Major credit card companies have made it mandatory for merchants and payment processors to comply with stringent network security rules that went into effect in mid-2005. But getting buy-in from the millions of companies that handle credit card information remains elusive.
American Express, Visa International, MasterCard Worldwide and Discover Financial Services are among the backers of the rules known as the Payment Card Industry Data Security Standard (PCI DSS).
“All the merchants are required to comply with the PCI data-security standards or face fines," says Rob Tourt, vice president of network services at Discover. Yet adoption of PCI DSS is not widespread, Tourt admits, though he wouldn’t disclose exact figures.
To improve compliance, Discover is getting more aggressive and working individually with certain merchants to make sure they get through the 12-point security plan, which covers firewalls, vulnerability assessment and encryption, among other requirements.

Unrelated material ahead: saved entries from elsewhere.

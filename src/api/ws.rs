use std::collections::BTreeSet;
use std::time::Duration;

use futures::{SinkExt as _, StreamExt as _};
use serde::{Deserialize, Serialize};
use tokio::sync::mpsc;
use tokio_tungstenite::connect_async;
use tokio_tungstenite::tungstenite::Message;
use url::Url;

use super::StatusUpdate;
use crate::error::{Error, Result};
use crate::retry::Backoff;

const RECONNECT_BACKOFF: Backoff = Backoff::Exponential {
    initial: Duration::from_secs(1),
    max: Duration::from_secs(30),
};

#[derive(Debug, Serialize)]
struct SubscribeMessage<'a> {
    op: &'static str,
    channel: &'static str,
    args: Vec<&'a str>,
}

#[derive(Debug, Deserialize)]
struct ServerMessage {
    event: String,
    #[serde(default)]
    args: Vec<serde_json::Value>,
}

#[derive(Debug, Deserialize)]
struct UpdateArg {
    id: String,
    status: String,
}

pub fn subscribe_message<'a>(ids: impl IntoIterator<Item = &'a str>) -> Result<String> {
    Ok(serde_json::to_string(&SubscribeMessage {
        op: "subscribe",
        channel: "swap.update",
        args: ids.into_iter().collect(),
    })?)
}

/// Extracts status updates from one server frame. Frames other than
/// `update` (subscription acks, pongs) yield nothing, and entries with
/// statuses this client does not know are dropped.
pub fn parse_updates(text: &str) -> Result<Vec<StatusUpdate>> {
    let msg: ServerMessage = serde_json::from_str(text)?;
    match msg.event.as_str() {
        "update" => {}
        "error" => {
            return Err(Error::Remote {
                endpoint: "ws".into(),
                message: text.to_string(),
            });
        }
        _ => return Ok(Vec::new()),
    }

    let mut out = Vec::with_capacity(msg.args.len());
    for arg in msg.args {
        let arg: UpdateArg = match serde_json::from_value(arg) {
            Ok(arg) => arg,
            Err(err) => {
                tracing::debug!(error = %err, "skipping malformed swap update");
                continue;
            }
        };
        match arg.status.parse() {
            Ok(status) => out.push(StatusUpdate { id: arg.id, status }),
            Err(err) => tracing::warn!(swap_id = %arg.id, error = %err, "ignoring swap update"),
        }
    }
    Ok(out)
}

/// Handle to a background task holding the coordinator's websocket open.
/// The task reconnects with backoff, resubscribes every known id after a
/// reconnect and exits once all handles are dropped.
#[derive(Debug, Clone)]
pub struct SwapUpdateSocket {
    commands: mpsc::UnboundedSender<Vec<String>>,
}

impl SwapUpdateSocket {
    pub fn spawn(url: Url, updates: mpsc::UnboundedSender<Vec<StatusUpdate>>) -> Self {
        let (commands, rx) = mpsc::unbounded_channel();
        tokio::spawn(run(url, rx, updates));
        Self { commands }
    }

    /// Returns false when the socket task has already stopped.
    pub fn subscribe(&self, ids: Vec<String>) -> bool {
        self.commands.send(ids).is_ok()
    }
}

async fn run(
    url: Url,
    mut commands: mpsc::UnboundedReceiver<Vec<String>>,
    updates: mpsc::UnboundedSender<Vec<StatusUpdate>>,
) {
    let mut subscribed: BTreeSet<String> = BTreeSet::new();
    let mut attempt = 0usize;

    loop {
        match connect_async(url.as_str()).await {
            Ok((mut stream, _)) => {
                tracing::info!(%url, "swap update socket connected");
                attempt = 0;

                if !subscribed.is_empty() {
                    match subscribe_message(subscribed.iter().map(String::as_str)) {
                        Ok(text) => {
                            if let Err(err) = stream.send(Message::text(text)).await {
                                tracing::warn!(error = %err, "resubscribe failed");
                            }
                        }
                        Err(err) => tracing::warn!(error = %err, "encode resubscribe"),
                    }
                }

                loop {
                    tokio::select! {
                        cmd = commands.recv() => {
                            let Some(ids) = cmd else {
                                let _ = stream.close(None).await;
                                return;
                            };
                            let fresh: Vec<String> = ids
                                .into_iter()
                                .filter(|id| subscribed.insert(id.clone()))
                                .collect();
                            if fresh.is_empty() {
                                continue;
                            }
                            let sent = match subscribe_message(fresh.iter().map(String::as_str)) {
                                Ok(text) => stream.send(Message::text(text)).await.map_err(Error::from),
                                Err(err) => Err(err),
                            };
                            if let Err(err) = sent {
                                tracing::warn!(error = %err, "subscribe failed; reconnecting");
                                break;
                            }
                        }
                        msg = stream.next() => match msg {
                            Some(Ok(Message::Text(text))) => match parse_updates(text.as_str()) {
                                Ok(batch) if batch.is_empty() => {}
                                Ok(batch) => {
                                    if updates.send(batch).is_err() {
                                        return;
                                    }
                                }
                                Err(err) => tracing::warn!(error = %err, "swap update socket message"),
                            },
                            Some(Ok(Message::Close(_))) | None => {
                                tracing::info!("swap update socket closed by server");
                                break;
                            }
                            Some(Ok(_)) => {}
                            Some(Err(err)) => {
                                tracing::warn!(error = %err, "swap update socket error");
                                break;
                            }
                        },
                    }
                }
            }
            Err(err) => tracing::warn!(%url, error = %err, "swap update socket connect failed"),
        }

        let sleep = tokio::time::sleep(RECONNECT_BACKOFF.delay(attempt));
        tokio::pin!(sleep);
        attempt = attempt.saturating_add(1);
        loop {
            tokio::select! {
                _ = &mut sleep => break,
                cmd = commands.recv() => match cmd {
                    Some(ids) => subscribed.extend(ids),
                    None => return,
                },
            }
        }
    }
}
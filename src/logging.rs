use tracing_subscriber::EnvFilter;
use tracing_subscriber::layer::SubscriberExt as _;
use tracing_subscriber::util::SubscriberInitExt as _;

const DEFAULT_DIRECTIVES: &str = "info,lds_swap=debug";

/// Logs go to stderr; stdout carries command output.
pub fn init() -> anyhow::Result<()> {
    let filter = EnvFilter::try_from_default_env()
        .unwrap_or_else(|_| EnvFilter::new(DEFAULT_DIRECTIVES));

    tracing_subscriber::registry()
        .with(filter)
        .with(
            tracing_subscriber::fmt::layer()
                .with_target(false)
                .with_writer(std::io::stderr),
        )
        .try_init()?;
    Ok(())
}
use std::time::Duration;

use crate::swap::SwapStatus;

pub type Result<T, E = Error> = std::result::Result<T, E>;

#[derive(Debug, thiserror::Error)]
pub enum Error {
    #[error("no pair rate entry for {from} -> {to}")]
    PairNotFound { from: String, to: String },

    #[error("swap not found: {0}")]
    SwapNotFound(String),

    #[error("unknown asset: {0}")]
    UnknownAsset(String),

    #[error("coordinator rejected {endpoint}: {message}")]
    Remote { endpoint: String, message: String },

    #[error("http: {0}")]
    Http(#[from] reqwest::Error),

    #[error("websocket: {0}")]
    WebSocket(#[from] tokio_tungstenite::tungstenite::Error),

    #[error("invalid preimage: {0}")]
    InvalidPreimage(String),

    #[error("invalid coordinator response: {0}")]
    InvalidResponse(String),

    #[error("insufficient funds for claim: input sum {input_sum} < receive amount {receive_amount}")]
    InsufficientFunds { input_sum: u64, receive_amount: u64 },

    #[error("swap {0} has no swap tree")]
    MissingSwapTree(String),

    #[error("lockup transaction {txid} has no output paying the swap key")]
    LockupOutputNotFound { txid: String },

    #[error("cooperative signing failed for swap {swap_id}: {reason}")]
    Cooperative { swap_id: String, reason: String },

    #[error("swap {0} was already claimed by the counterparty")]
    AlreadyClaimed(String),

    #[error("swap {swap_id} is not claimable in status {status}")]
    NotClaimable { swap_id: String, status: SwapStatus },

    #[error("non-cooperative script-path {0} is not supported")]
    NonCooperativeUnsupported(&'static str),

    #[error("timed out after {elapsed:?} waiting for swap {swap_id} to reach {target}")]
    Timeout {
        swap_id: String,
        target: SwapStatus,
        elapsed: Duration,
    },

    #[error("swap {swap_id} is in terminal status {status} and cannot reach {target}")]
    TerminalStatus {
        swap_id: String,
        status: SwapStatus,
        target: SwapStatus,
    },

    #[error("a wait for swap {swap_id} targeting {in_flight} is already in flight")]
    WaitInFlight {
        swap_id: String,
        in_flight: SwapStatus,
    },

    #[error("{function} on {contract} failed: {reason}")]
    ChainInteraction {
        contract: String,
        function: &'static str,
        reason: String,
    },

    #[error("gave up on {description} after {attempts} attempts")]
    RetryExhausted {
        description: String,
        attempts: usize,
    },

    #[error("key derivation: {0}")]
    KeyDerivation(String),

    #[error("musig: {0}")]
    Musig(String),

    #[error("taproot: {0}")]
    Taproot(String),

    #[error("invoice: {0}")]
    Invoice(String),

    #[error("storage: {0}")]
    Storage(#[from] rusqlite::Error),

    #[error("serialization: {0}")]
    Serialization(#[from] serde_json::Error),

    #[error("io: {0}")]
    Io(#[from] std::io::Error),

    #[error("config: {0}")]
    Config(String),

    #[error("unsupported: {0}")]
    Unsupported(String),
}

impl Error {
    /// Network and coordinator failures are left to the caller's retry policy.
    pub fn is_retryable(&self) -> bool {
        matches!(
            self,
            Error::Remote { .. } | Error::Http(_) | Error::WebSocket(_)
        )
    }

    pub fn is_timeout(&self) -> bool {
        matches!(self, Error::Timeout { .. })
    }
}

Discover isn’t alone in striving to turn PCI DSS into more than a paper tiger. Visa, which works more directly with acquiring banks than with merchants, also is trying to shore up low merchant adoption numbers.
Visa’s new approach calls for levying punitive fines on banks that fail to get their merchant customers to comply with the PCI standard — while promising multimillion-dollar incentive packages for banks that prod their largest customers into complying.
The broader goal is to stem the hemorrhage of sensitive customer card data lost in recent security incidents, including the data breach acknowledged earlier this month by TJX Companies, which operates retail chains including T.J. Maxx and Marshalls.
The $16 billion Framingham, Mass., retailer won’t divulge whether it complies with PCI DSS, despite the fact that Gary Crittenden, the executive vice president and CFO at American Express, sits on the TJX board.
American Express is one of the five payment-card companies that last September founded the PCI Security Standards Council, which issues the PCI security standard. The other four founding members are: Discover, JCB, MasterCard and Visa.
The latest version of the standard, PCI DSS v. 1.1, includes about 200 detailed network and physical security requirements the council’s founders say they want to see become the norm for protecting payment-card information.
“We want to work together to drive things forward," says Seana Pitt, chair of the PCI Security Standards Council and a vice president at American Express. “This is the first time the five competing brands have come together."
The standard also includes provisions for "compensating controls" that let organizations propose alternative solutions if they can’t reasonably meet a particular requirement, such as using encryption to render cardholder data unreadable.
“For older retailers with mainframe systems from the ’70s, this may be difficult to do," Pitt says. “If you have a business or technical challenge, the compensating control is a way to demonstrate how to secure that data through alternative methods."